Where a line of the records holds the string "HealthResponse", copy that line.

************

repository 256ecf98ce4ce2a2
//! Turn commit and the scheduler.

use qiyao_core::rng::DeterministicRng;
use tracing::debug;

use super::log::LogEntry;
use super::resolution::ResolvedTurn;
use super::state::{GameState, sample_weather};

/// Describes a committed move for the faction card.
#[must_use]
pub fn move_descriptor(delta: i32, was_skipped: bool, action_again: bool) -> String {
    let mut descriptor = if was_skipped {
        "skip".to_owned()
    } else if delta > 0 {
        format!("+{delta} li")
    } else if delta < 0 {
        format!("{delta} li")
    } else {
        "unchanged".to_owned()
    };
    if action_again {
        descriptor.push_str(" (extra action)");
    }
    descriptor
}

impl GameState {
    /// Applies a planned turn and advances the scheduler.
    ///
    /// A retreat is applied first, then the actor's stat deltas and skip
    /// flag, then the actor's move. The move descriptor is measured from the
    /// actor's progress at that point, so an actor that lost its own
    /// meeting sees the delta from its retreated position.
    pub(crate) fn apply_turn(&mut self, turn: ResolvedTurn, rng: &mut dyn DeterministicRng) {
        let day = self.day;

        if let Some(retreat) = &turn.retreat {
            let mut loser = self.factions.get_mut(retreat.faction);
            loser.relocate(retreat.progress);
            loser.set_last_move(retreat.descriptor.clone());
            loser.record_history(day, &turn.log_text);
        }

        let mut actor = self.factions.get_mut(turn.actor);
        actor.apply_stat_delta(turn.stat_deltas);
        if turn.force_skip {
            actor.set_skip_next_turn(true);
        }

        let previous = actor.progress();
        actor.relocate(turn.final_progress);
        let delta = actor.progress() - previous;
        actor.set_last_move(move_descriptor(delta, turn.was_skipped, turn.action_again));
        if turn.was_skipped {
            actor.set_skip_next_turn(false);
        }
        actor.record_history(day, &turn.log_text);

        self.log
            .push(LogEntry::new(day, turn.category, turn.log_text));
        self.advance_scheduler(turn.action_again, rng);
    }

    fn advance_scheduler(&mut self, action_again: bool, rng: &mut dyn DeterministicRng) {
        self.day_complete = false;
        if action_again {
            debug!(faction = %self.active_faction(), "extra action; scheduler holds");
            return;
        }

        self.active_index += 1;
        if self.active_index >= self.turn_queue.len() {
            self.active_index = 0;
            self.day += 1;
            self.day_complete = true;
            self.weather = sample_weather(rng);
            debug!(day = self.day, weather = %self.weather, "new day");
        }
        debug!(next = %self.active_faction(), "scheduler advanced");
    }
}
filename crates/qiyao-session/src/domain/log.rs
//! The global race log.

use serde::{Deserialize, Serialize};

/// What kind of turn produced a log entry.
#[derive(Debug, Clone, Copy, PartialEq, Eq, Serialize, Deserialize)]
#[serde(rename_all = "snake_case")]
pub enum LogCategory {
    /// A plain move or a consumed skip.
    Move,
    /// A resolved meeting between two factions.
    Conflict,
    /// A resolved chance encounter.
    Event,
    /// Bookkeeping such as the opening of the race.
    System,
}

/// One line of the global log.
#[derive(Debug, Clone, PartialEq, Eq, Serialize, Deserialize)]
pub struct LogEntry {
    pub day: u32,
    pub category: LogCategory,
    pub text: String,
}

impl LogEntry {
    #[must_use]
    pub fn new(day: u32, category: LogCategory, text: impl Into<String>) -> Self {
        Self {
            day,
            category,
            text: text.into(),
        }
    }
}
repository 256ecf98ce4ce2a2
//! Health check endpoint.

use axum::{Json, Router, routing::get};
use serde::Serialize;

use crate::state::AppState;

/// Health check response.
#[derive(Serialize)]
pub struct HealthResponse {
    /// Service status.
    pub status: &'static str,
    /// Service name.
    pub service: &'static str,
    /// Service version.
    pub version: &'static str,
}

/// GET /health
async fn health_check() -> Json<HealthResponse> {
    Json(HealthResponse {
        status: "ok",
        service: env!("CARGO_PKG_NAME"),
        version: env!("CARGO_PKG_VERSION"),
    })
}

/// Returns the health check router.
pub fn router() -> Router<AppState> {
    Router::new().route("/health", get(health_check))
}
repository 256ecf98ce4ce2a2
//! Commands the arbiter issues to the game session.

use std::collections::BTreeMap;

use qiyao_core::command::Command;
use qiyao_faction::domain::identity::FactionId;
use qiyao_faction::domain::stats::{StatName, Stats};
use qiyao_track::domain::path::Point;
use uuid::Uuid;

use super::input::ArbiterNumber;
use super::resolution::{PvpMode, RewardDirection};

/// Command to start a new race, replacing any game in progress.
#[derive(Debug, Clone)]
pub struct InitializeGame {
    /// The correlation ID for tracing.
    pub correlation_id: Uuid,
    /// Turn order; canonical order when absent.
    pub turn_order: Option<Vec<FactionId>>,
    /// Per-faction starting stats; factions left out get the defaults.
    pub starting_stats: BTreeMap<FactionId, Stats>,
    /// Path drawn over the map, used only for display.
    pub path: Option<Vec<Point>>,
}

impl Command for InitializeGame {
    fn command_type(&self) -> &'static str {
        "session.initialize_game"
    }

    fn correlation_id(&self) -> Uuid {
        self.correlation_id
    }
}

/// Command to play the active faction's turn.
#[derive(Debug, Clone)]
pub struct AdvanceTurn {
    /// The correlation ID for tracing.
    pub correlation_id: Uuid,
    /// Distance the arbiter rolled for the move.
    pub distance: ArbiterNumber,
}

impl Command for AdvanceTurn {
    fn command_type(&self) -> &'static str {
        "session.advance_turn"
    }

    fn correlation_id(&self) -> Uuid {
        self.correlation_id
    }
}

/// Command to settle an open meeting between two factions.
#[derive(Debug, Clone)]
pub struct ResolvePvp {
    /// The correlation ID for tracing.
    pub correlation_id: Uuid,
    /// The prevailing faction; must be the actor or the target.
    pub winner: FactionId,
    pub mode: PvpMode,
    /// How far the loser falls back.
    pub distance: ArbiterNumber,
}

impl Command for ResolvePvp {
    fn command_type(&self) -> &'static str {
        "session.resolve_pvp"
    }

    fn correlation_id(&self) -> Uuid {
        self.correlation_id
    }
}

/// Command to settle an open chance encounter.
#[derive(Debug, Clone)]
pub struct ResolveOpportunity {
    /// The correlation ID for tracing.
    pub correlation_id: Uuid,
    pub success: bool,
    pub direction: RewardDirection,
    pub distance: ArbiterNumber,
    /// Added to the actor's stats whatever the outcome.
    pub stat_deltas: Stats,
    pub skip_next_turn: bool,
    pub extra_action: bool,
}

impl Command for ResolveOpportunity {
    fn command_type(&self) -> &'static str {
        "session.resolve_opportunity"
    }

    fn correlation_id(&self) -> Uuid {
        self.correlation_id
    }
}

/// Command to overwrite one stat of one faction.
#[derive(Debug, Clone)]
pub struct EditStat {
    /// The correlation ID for tracing.
    pub correlation_id: Uuid,
    pub faction: FactionId,
    pub stat: StatName,
    pub value: ArbiterNumber,
}

impl Command for EditStat {
    fn command_type(&self) -> &'static str {
        "session.edit_stat"
    }

    fn correlation_id(&self) -> Uuid {
        self.correlation_id
    }
}

/// Command to export the game as a saved document.
#[derive(Debug, Clone)]
pub struct SaveGame {
    /// The correlation ID for tracing.
    pub correlation_id: Uuid,
}

impl Command for SaveGame {
    fn command_type(&self) -> &'static str {
        "session.save_game"
    }

    fn correlation_id(&self) -> Uuid {
        self.correlation_id
    }
}

/// Command to replace the game with a saved document.
#[derive(Debug, Clone)]
pub struct LoadGame {
    /// The correlation ID for tracing.
    pub correlation_id: Uuid,
    pub document: String,
}

impl Command for LoadGame {
    fn command_type(&self) -> &'static str {
        "session.load_game"
    }

    fn correlation_id(&self) -> Uuid {
        self.correlation_id
    }
}

/// Command to write the saved document into a named slot.
#[derive(Debug, Clone)]
pub struct StoreSave {
    /// The correlation ID for tracing.
    pub correlation_id: Uuid,
    pub slot: String,
}

impl Command for StoreSave {
    fn command_type(&self) -> &'static str {
        "session.store_save"
    }

    fn correlation_id(&self) -> Uuid {
        self.correlation_id
    }
}

/// Command to load the document held in a named slot.
#[derive(Debug, Clone)]
pub struct LoadSave {
    /// The correlation ID for tracing.
    pub correlation_id: Uuid,
    pub slot: String,
}

impl Command for LoadSave {
    fn command_type(&self) -> &'static str {
        "session.load_save"
    }

    fn correlation_id(&self) -> Uuid {
        self.correlation_id
    }
}
//! Qiyao race engine: factions.
//!
//! Responsible for the closed set of seven competing factions, their
//! stats, and the fixed store holding each faction's mutable record.

pub mod domain;
//! Qiyao Core: shared domain abstractions.
//!
//! This crate defines the fundamental traits and types that every other
//! crate in the race engine depends on. It contains no infrastructure code.

pub mod clock;
pub mod command;
pub mod error;
pub mod repository;
pub mod rng;
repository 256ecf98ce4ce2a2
//! Server configuration read from the environment.

use std::net::SocketAddr;
use std::path::PathBuf;

use crate::error::AppError;

/// Settings for the API server.
#[derive(Debug, Clone, PartialEq, Eq)]
pub struct Config {
    /// Address to listen on.
    pub addr: SocketAddr,
    /// Directory holding saved-game slots.
    pub save_dir: PathBuf,
    /// Fixed RNG seed for reproducible races; OS entropy when absent.
    pub seed: Option<u64>,
}

impl Config {
    /// Reads `HOST`, `PORT`, `QIYAO_SAVE_DIR` and `QIYAO_SEED` from the
    /// process environment.
    ///
    /// # Errors
    ///
    /// Returns `AppError::Config` if a variable holds an invalid value.
    pub fn from_env() -> Result<Self, AppError> {
        Self::from_lookup(|key| std::env::var(key).ok())
    }

    /// Builds the configuration from an arbitrary variable lookup.
    ///
    /// # Errors
    ///
    /// Returns `AppError::Config` if a variable holds an invalid value.
    pub fn from_lookup(lookup: impl Fn(&str) -> Option<String>) -> Result<Self, AppError> {
        let host = lookup("HOST").unwrap_or_else(|| "0.0.0.0".to_string());
        let port: u16 = lookup("PORT")
            .unwrap_or_else(|| "3000".to_string())
            .parse()
            .map_err(|e| AppError::Config(format!("PORT must be a valid u16: {e}")))?;
        let addr: SocketAddr = format!("{host}:{port}")
            .parse()
            .map_err(|e| AppError::Config(format!("invalid HOST:PORT combination: {e}")))?;

        let save_dir =
            lookup("QIYAO_SAVE_DIR").map_or_else(|| PathBuf::from("./saves"), PathBuf::from);

        let seed = lookup("QIYAO_SEED")
            .map(|raw| {
                raw.parse::<u64>()
                    .map_err(|e| AppError::Config(format!("QIYAO_SEED must be a valid u64: {e}")))
            })
            .transpose()?;

        Ok(Self {
            addr,
            save_dir,
            seed,
        })
    }
}
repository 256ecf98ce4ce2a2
//! What the narrator is told, and what it hands back.

use qiyao_faction::domain::identity::FactionId;
use qiyao_faction::domain::stats::Stats;
use qiyao_track::domain::locations::Location;
use qiyao_track::domain::weather::Weather;
use serde::Serialize;

/// Reserved separator between the story and the arbiter notes of an
/// opportunity description.
pub const NOTES_DELIMITER: &str = "|||";

/// Input for narrating an ordinary move.
#[derive(Debug, Clone, Copy)]
pub struct MoveContext {
    pub faction: FactionId,
    pub stats: Stats,
    pub location: &'static Location,
    pub day: u32,
    pub weather: Weather,
    /// Distance the arbiter asked the faction to travel.
    pub distance: i32,
}

/// Input for narrating two factions meeting on the road.
#[derive(Debug, Clone, Copy)]
pub struct ConflictContext {
    pub actor: FactionId,
    pub target: FactionId,
    pub location: &'static Location,
    pub weather: Weather,
}

/// Input for narrating a chance encounter.
#[derive(Debug, Clone, Copy)]
pub struct OpportunityContext {
    pub faction: FactionId,
    pub stats: Stats,
    pub location: &'static Location,
    pub weather: Weather,
    /// Seed premise picked from the scenario list.
    pub scenario: &'static str,
}

/// Narration of an ordinary move.
#[derive(Debug, Clone, PartialEq, Eq, Serialize)]
pub struct MoveNarrative {
    pub location_name: String,
    pub event_text: String,
    /// A few words summing up the effect, for the move log.
    pub effect_summary: String,
}

/// Narration of a chance encounter.
#[derive(Debug, Clone, PartialEq, Eq, Serialize)]
pub struct OpportunityNarrative {
    pub title: String,
    /// Story and arbiter notes joined by [`NOTES_DELIMITER`].
    pub description: String,
}

impl OpportunityNarrative {
    /// Packs a story and its arbiter notes into one narrative.
    #[must_use]
    pub fn new(title: impl Into<String>, story: &str, notes: &str) -> Self {
        Self {
            title: title.into(),
            description: format!("{story}{NOTES_DELIMITER}{notes}"),
        }
    }
}

/// Splits a packed description into `(story, notes)`.
///
/// Only the first delimiter splits; a description without one is all story.
#[must_use]
pub fn split_notes(description: &str) -> (&str, Option<&str>) {
    match description.split_once(NOTES_DELIMITER) {
        Some((story, notes)) => (story.trim(), Some(notes.trim())),
        None => (description.trim(), None),
    }
}
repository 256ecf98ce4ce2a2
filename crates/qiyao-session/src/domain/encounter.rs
//! Classifies what a move runs into.

use qiyao_core::rng::DeterministicRng;
use qiyao_faction::domain::identity::FactionId;
use qiyao_track::domain::locations::Location;
use tracing::debug;

use super::state::GameState;

/// Chance that a move without a collision opens an opportunity.
pub const OPPORTUNITY_CHANCE: f64 = 0.70;

/// Outcome of encounter detection.
#[derive(Debug, Clone, Copy, PartialEq, Eq)]
pub enum Encounter {
    /// Nothing happens; the move commits directly.
    None,
    /// The destination is occupied by this faction.
    Collision(FactionId),
    /// The opportunity roll succeeded.
    OpportunityRoll,
}

/// Classifies a move of `actor` onto `destination`.
///
/// Collisions are never checked on the start or the goal;
/// other factions are scanned in canonical order and the first one standing
/// on the destination wins. Skip-flagged factions count. Without a
/// collision one roll decides whether an opportunity opens; the RNG is not
/// touched when a collision is found.
pub fn detect(
    state: &GameState,
    actor: FactionId,
    destination: &Location,
    rng: &mut dyn DeterministicRng,
) -> Encounter {
    if !destination.is_terminus() {
        let occupant = state
            .factions()
            .iter()
            .filter(|faction| faction.id() != actor)
            .find(|faction| faction.location().name == destination.name);
        if let Some(occupant) = occupant {
            debug!(%actor, target = %occupant.id(), location = destination.name, "collision detected");
            return Encounter::Collision(occupant.id());
        }
    }

    if rng.next_f64() < OPPORTUNITY_CHANCE {
        debug!(%actor, location = destination.name, "opportunity rolled");
        Encounter::OpportunityRoll
    } else {
        debug!(%actor, location = destination.name, "no encounter");
        Encounter::None
    }
}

************

• **ANSWER TO THE EXERCISE**:
pub struct HealthResponse {
async fn health_check() -> Json<HealthResponse> {
    Json(HealthResponse {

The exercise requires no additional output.